_REQUIRED WORK_: Write out each line of the records that has "Subwords" in it.

_SUPPLIED RECORDS_:
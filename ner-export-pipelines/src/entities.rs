use candle_core::{Device, Tensor, D};
use candle_nn::ops::softmax;
use ner_export::{Error, Result};
use serde::Serialize;

use crate::classifier::{TokenClassifier, TokenizedText};

#[derive(Debug, Clone)]
struct PreEntity {
    word: String,
    scores: Vec<f32>,
    start: usize,
    end: usize,
    index: usize,
    is_subword: bool,
}

/// An entity found in a sentence.
#[derive(Debug, Clone, PartialEq, Serialize)]
pub struct Entity {
    entity: String,
    score: f32,
    index: usize,
    word: String,
    start: usize,
    end: usize,
}

impl Entity {
    pub fn new(
        entity: String,
        score: f32,
        index: usize,
        word: String,
        start: usize,
        end: usize,
    ) -> Self {
        Self {
            entity,
            score,
            index,
            word,
            start,
            end,
        }
    }

    pub fn get_word(&self) -> &str {
        &self.word
    }

    pub fn get_entity(&self) -> &str {
        &self.entity
    }

    pub fn get_score(&self) -> f32 {
        self.score
    }

    pub fn get_start(&self) -> usize {
        self.start
    }

    pub fn get_end(&self) -> usize {
        self.end
    }

    pub fn get_index(&self) -> usize {
        self.index
    }
}

/// How the predictions of the tokens are turned into entities.
#[derive(Debug, Clone, Copy, PartialEq, Eq, Default)]
pub enum AggregationStrategy {
    /// One entity per token.
    #[default]
    None,
    /// Consecutive tokens with the same entity type are grouped following the B-/I- tags.
    Simple,
    /// Subwords are merged into words using the prediction of the first subword.
    First,
    /// Subwords are merged into words averaging their scores.
    Average,
    /// Subwords are merged into words using the prediction of the subword with the highest score.
    Max,
}

#[derive(Debug, Clone)]
pub struct TokenClassificationOptions {
    pub aggregation_strategy: AggregationStrategy,
    pub ignore_labels: Vec<String>,
}

impl Default for TokenClassificationOptions {
    fn default() -> Self {
        Self {
            aggregation_strategy: AggregationStrategy::None,
            ignore_labels: vec!["O".to_string()],
        }
    }
}

fn substring(s: &str, start: usize, end: usize) -> String {
    s.chars().skip(start).take(end.saturating_sub(start)).collect()
}

/// Turns the `(seq_len, num_labels)` logits into probabilities over the labels.
fn probabilities(logits: Vec<Vec<f32>>) -> Result<Vec<Vec<f32>>> {
    if logits.is_empty() {
        return Ok(logits);
    }
    let logits = Tensor::new(logits, &Device::Cpu)?;
    Ok(softmax(&logits, D::Minus1)?.to_vec2::<f32>()?)
}

/// Gets the index and value of the highest score.
pub fn argmax(scores: &[f32]) -> Option<(usize, f32)> {
    scores
        .iter()
        .copied()
        .enumerate()
        .fold(None, |best, (idx, score)| match best {
            Some((_, best_score)) if best_score >= score => best,
            _ => Some((idx, score)),
        })
}

fn get_tag(entity_name: &str) -> (&str, &str) {
    if let Some(entity) = entity_name.strip_prefix("B-") {
        ("B", entity)
    } else if let Some(entity) = entity_name.strip_prefix("I-") {
        ("I", entity)
    } else {
        // Not B- or I- entity, default to I- for continuation
        ("I", entity_name)
    }
}

/// Turns the token classification output of sentences into entities.
pub struct EntityExtractor<'a, C: TokenClassifier> {
    classifier: &'a C,
}

impl<'a, C: TokenClassifier> EntityExtractor<'a, C> {
    pub fn new(classifier: &'a C) -> Self {
        Self { classifier }
    }

    fn label(&self, index: usize) -> Result<&'a str> {
        self.classifier
            .label_of(index)
            .ok_or(Error::IncompleteLabelMap {
                index,
                num_labels: self.classifier.num_labels(),
            })
    }

    fn gather_pre_entities(
        &self,
        input: &TokenizedText,
        logits: Vec<Vec<f32>>,
    ) -> Result<Vec<PreEntity>> {
        let mut pre_entities: Vec<PreEntity> = Vec::new();
        let mut last_word_id: Option<u32> = None;
        for (i, scores) in probabilities(logits)?.into_iter().enumerate() {
            if input.special_tokens_mask.get(i).copied().unwrap_or(1) != 0 {
                continue;
            }
            let word_id = input.word_ids.get(i).copied().flatten();
            let is_subword =
                !pre_entities.is_empty() && word_id.is_some() && word_id == last_word_id;
            last_word_id = word_id;

            let (Some(&(start, end)), Some(token)) = (input.offsets.get(i), input.tokens.get(i))
            else {
                continue;
            };
            pre_entities.push(PreEntity {
                word: token.clone(),
                scores,
                start,
                end,
                index: i,
                is_subword,
            });
        }
        Ok(pre_entities)
    }

    fn aggregate_word(
        &self,
        text: &str,
        pre_entities: Vec<PreEntity>,
        aggregation_strategy: AggregationStrategy,
    ) -> Result<Entity> {
        let (first, last) = match (pre_entities.first(), pre_entities.last()) {
            (Some(first), Some(last)) => (first, last),
            _ => return Err(Error::msg("Cannot aggregate an empty word")),
        };
        let scores = match aggregation_strategy {
            AggregationStrategy::Max => pre_entities
                .iter()
                .max_by(|a, b| {
                    let max_a = argmax(&a.scores).map_or(f32::NEG_INFINITY, |(_, s)| s);
                    let max_b = argmax(&b.scores).map_or(f32::NEG_INFINITY, |(_, s)| s);
                    max_a.total_cmp(&max_b)
                })
                .map_or_else(Vec::new, |pre_entity| pre_entity.scores.clone()),
            AggregationStrategy::Average => {
                let mut average = vec![0f32; first.scores.len()];
                for pre_entity in &pre_entities {
                    for (acc, score) in average.iter_mut().zip(&pre_entity.scores) {
                        *acc += score / pre_entities.len() as f32;
                    }
                }
                average
            }
            _ => first.scores.clone(),
        };
        let (idx, score) =
            argmax(&scores).ok_or_else(|| Error::msg("Cannot aggregate a word without scores"))?;
        Ok(Entity::new(
            self.label(idx)?.to_string(),
            score,
            first.index,
            substring(text, first.start, last.end),
            first.start,
            last.end,
        ))
    }

    fn aggregate_words(
        &self,
        text: &str,
        pre_entities: Vec<PreEntity>,
        aggregation_strategy: AggregationStrategy,
    ) -> Result<Vec<Entity>> {
        let mut word_entities: Vec<Entity> = Vec::new();
        let mut word_group: Vec<PreEntity> = Vec::new();
        for pre_entity in pre_entities {
            if word_group.is_empty() || pre_entity.is_subword {
                word_group.push(pre_entity);
            } else {
                word_entities.push(self.aggregate_word(text, word_group, aggregation_strategy)?);
                word_group = vec![pre_entity];
            }
        }

        if !word_group.is_empty() {
            word_entities.push(self.aggregate_word(text, word_group, aggregation_strategy)?);
        }

        Ok(word_entities)
    }

    fn group_sub_entities(&self, text: &str, entities: Vec<Entity>) -> Option<Entity> {
        let first_entity = entities.first()?;
        let last_entity = entities.last()?;
        let (_, entity) = get_tag(&first_entity.entity);
        let avg_score =
            entities.iter().map(|entity| entity.score).sum::<f32>() / entities.len() as f32;
        Some(Entity::new(
            entity.to_string(),
            avg_score,
            first_entity.index,
            substring(text, first_entity.start, last_entity.end),
            first_entity.start,
            last_entity.end,
        ))
    }

    fn group_entities(&self, text: &str, entities: Vec<Entity>) -> Vec<Entity> {
        let mut entity_groups: Vec<Entity> = Vec::new();
        let mut entity_group_disagg: Vec<Entity> = Vec::new();
        for entity in entities {
            let continues_group = entity_group_disagg.last().is_some_and(|last| {
                let (bi, tag) = get_tag(&entity.entity);
                let (_, last_tag) = get_tag(&last.entity);
                tag == last_tag && bi != "B"
            });

            if !continues_group && !entity_group_disagg.is_empty() {
                let group = std::mem::take(&mut entity_group_disagg);
                entity_groups.extend(self.group_sub_entities(text, group));
            }
            entity_group_disagg.push(entity);
        }

        entity_groups.extend(self.group_sub_entities(text, entity_group_disagg));
        entity_groups
    }

    /// Turns the logits of a tokenized sentence into entities.
    ///
    /// # Arguments
    ///
    /// * `input` - The tokenized sentence.
    /// * `logits` - The logits of every position of `input`.
    /// * `options` - The aggregation strategy and the labels to drop.
    ///
    /// # Returns
    ///
    /// The entities of the sentence, in order of appearance.
    pub fn extract(
        &self,
        input: &TokenizedText,
        logits: Vec<Vec<f32>>,
        options: &TokenClassificationOptions,
    ) -> Result<Vec<Entity>> {
        let pre_entities = self.gather_pre_entities(input, logits)?;
        let entities = match options.aggregation_strategy {
            AggregationStrategy::None | AggregationStrategy::Simple => pre_entities
                .into_iter()
                .map(|pre_entity| {
                    let (idx, score) = argmax(&pre_entity.scores)
                        .ok_or_else(|| Error::msg("Cannot classify a token without scores"))?;
                    Ok(Entity::new(
                        self.label(idx)?.to_string(),
                        score,
                        pre_entity.index,
                        pre_entity.word,
                        pre_entity.start,
                        pre_entity.end,
                    ))
                })
                .collect::<Result<Vec<_>>>()?,
            strategy => self.aggregate_words(&input.text, pre_entities, strategy)?,
        };

        let entities = match options.aggregation_strategy {
            AggregationStrategy::None => entities,
            _ => self.group_entities(&input.text, entities),
        };

        Ok(entities
            .into_iter()
            .filter(|entity| !options.ignore_labels.contains(&entity.entity))
            .collect())
    }
}

/// Identifies the entities of a sentence.
pub fn extract_entities<C: TokenClassifier>(
    classifier: &mut C,
    text: &str,
    options: &TokenClassificationOptions,
) -> Result<Vec<Entity>> {
    let input = classifier.tokenize(text)?;
    let logits = classifier.classify(&input)?;
    EntityExtractor::new(&*classifier).extract(&input, logits, options)
}

#[cfg(test)]
mod tests {
    use super::{extract_entities, AggregationStrategy, TokenClassificationOptions};
    use crate::testing::FakeClassifier;

    fn options(aggregation_strategy: AggregationStrategy) -> TokenClassificationOptions {
        TokenClassificationOptions {
            aggregation_strategy,
            ..Default::default()
        }
    }

    fn words(
        classifier: &mut FakeClassifier,
        strategy: AggregationStrategy,
    ) -> Vec<(String, String)> {
        extract_entities(classifier, "John works at Microsoft in Seattle", &options(strategy))
            .unwrap()
            .into_iter()
            .map(|e| (e.get_word().to_string(), e.get_entity().to_string()))
            .collect()
    }

    fn pairs(expected: &[(&str, &str)]) -> Vec<(String, String)> {
        expected
            .iter()
            .map(|(w, e)| (w.to_string(), e.to_string()))
            .collect()
    }

    #[test]
    fn test_no_aggregation() {
        let mut classifier = FakeClassifier::new();
        assert_eq!(
            words(&mut classifier, AggregationStrategy::None),
            pairs(&[
                ("john", "B-PER"),
                ("micro", "B-ORG"),
                ("##soft", "I-ORG"),
                ("seattle", "B-LOC")
            ])
        );
    }

    #[test]
    fn test_scores_are_label_probabilities() {
        let mut classifier = FakeClassifier::new();
        let entities = extract_entities(
            &mut classifier,
            "John works at Microsoft in Seattle",
            &TokenClassificationOptions {
                aggregation_strategy: AggregationStrategy::None,
                ignore_labels: vec![],
            },
        )
        .unwrap();
        assert_eq!(entities.len(), 7);

        // One logit of 5.0 against six logits of 0.0
        let expected = 5f32.exp() / (5f32.exp() + 6.0);
        for entity in &entities {
            assert!((entity.get_score() - expected).abs() < 1e-5);
        }
    }

    #[test]
    fn test_simple_aggregation_groups_tags() {
        let mut classifier = FakeClassifier::new();
        assert_eq!(
            words(&mut classifier, AggregationStrategy::Simple),
            pairs(&[("John", "PER"), ("Microsoft", "ORG"), ("Seattle", "LOC")])
        );
    }

    #[test]
    fn test_first_uses_first_subword() {
        // The second subword of "Microsoft" is predicted as `O`
        let mut classifier = FakeClassifier::new().with_prediction(5, 0, 9.0);
        assert_eq!(
            words(&mut classifier, AggregationStrategy::First),
            pairs(&[("John", "PER"), ("Microsoft", "ORG"), ("Seattle", "LOC")])
        );
    }

    #[test]
    fn test_max_uses_most_confident_subword() {
        let mut classifier = FakeClassifier::new().with_prediction(5, 5, 20.0);
        assert_eq!(
            words(&mut classifier, AggregationStrategy::Max),
            pairs(&[("John", "PER"), ("Microsoft", "LOC"), ("Seattle", "LOC")])
        );
    }

    #[test]
    fn test_average_scores() {
        let mut classifier = FakeClassifier::new();
        let entities = extract_entities(
            &mut classifier,
            "John works at Microsoft in Seattle",
            &options(AggregationStrategy::Average),
        )
        .unwrap();
        let microsoft = &entities[1];
        assert_eq!(microsoft.get_word(), "Microsoft");
        assert_eq!(microsoft.get_entity(), "ORG");
        assert_eq!((microsoft.get_start(), microsoft.get_end()), (14, 23));
        assert!(microsoft.get_score() > 0.0 && microsoft.get_score() <= 1.0);
    }

    #[test]
    fn test_ignore_labels() {
        let mut classifier = FakeClassifier::new();
        let entities = extract_entities(
            &mut classifier,
            "John works at Microsoft in Seattle",
            &TokenClassificationOptions {
                aggregation_strategy: AggregationStrategy::Simple,
                ignore_labels: vec!["PER".to_string(), "LOC".to_string()],
            },
        )
        .unwrap();
        let labels: Vec<&str> = entities.iter().map(|e| e.get_entity()).collect();
        assert_eq!(labels, vec!["O", "ORG", "O"]);
    }
}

_SOLUTION TO THE EXERCISE_:
    /// Subwords are merged into words using the prediction of the first subword.
    /// Subwords are merged into words averaging their scores.
    /// Subwords are merged into words using the prediction of the subword with the highest score.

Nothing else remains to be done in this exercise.